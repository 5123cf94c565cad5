//! Pseudo-list normalization
//!
//! The transform engine rebuilds trees with plain mappings only, so sequence
//! positions are first written as `#0`, `#1`, ... keys. This pass turns those
//! mappings back into sequences.
//!
//! Copyright (c) 2025 FlatQL Team
//! Licensed under the Apache-2.0 license

use crate::path::{is_index_marker, INDEX_PREFIX};
use serde_json::{Map, Value};

/// Convert every pseudo-list mapping in `value` into a sequence.
///
/// Only the *first* key of a mapping decides how it is read. When it is an
/// index marker, the mapping becomes a sequence with one slot per key, slot
/// `i` taken from key `#i`; a missing `#i` leaves `null` in that slot. An empty
/// mapping becomes `null`. Sequences and scalars are returned untouched.
pub fn convert_pseudo_lists(value: Value) -> Value {
    match value {
        Value::Object(map) => convert_map(map),
        other => other,
    }
}

fn convert_map(mut map: Map<String, Value>) -> Value {
    let first_is_index = match map.keys().next() {
        Some(key) => is_index_marker(key),
        None => return Value::Null,
    };

    if first_is_index {
        let len = map.len();
        let items = (0..len)
            .map(|i| {
                map.remove(&format!("{}{}", INDEX_PREFIX, i))
                    .map(convert_pseudo_lists)
                    .unwrap_or(Value::Null)
            })
            .collect();
        Value::Array(items)
    } else {
        Value::Object(
            map.into_iter()
                .map(|(key, value)| (key, convert_pseudo_lists(value)))
                .collect(),
        )
    }
}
:::::
Starting at the line that contains "back into sequences." and stopping after the line that contains "per key, slot", write out every line exactly as it appears above, and no other line.

//! mappings back into sequences.
//!
//! Copyright (c) 2025 FlatQL Team
//! Licensed under the Apache-2.0 license

use crate::path::{is_index_marker, INDEX_PREFIX};
use serde_json::{Map, Value};

/// Convert every pseudo-list mapping in `value` into a sequence.
///
/// Only the *first* key of a mapping decides how it is read. When it is an
/// index marker, the mapping becomes a sequence with one slot per key, slot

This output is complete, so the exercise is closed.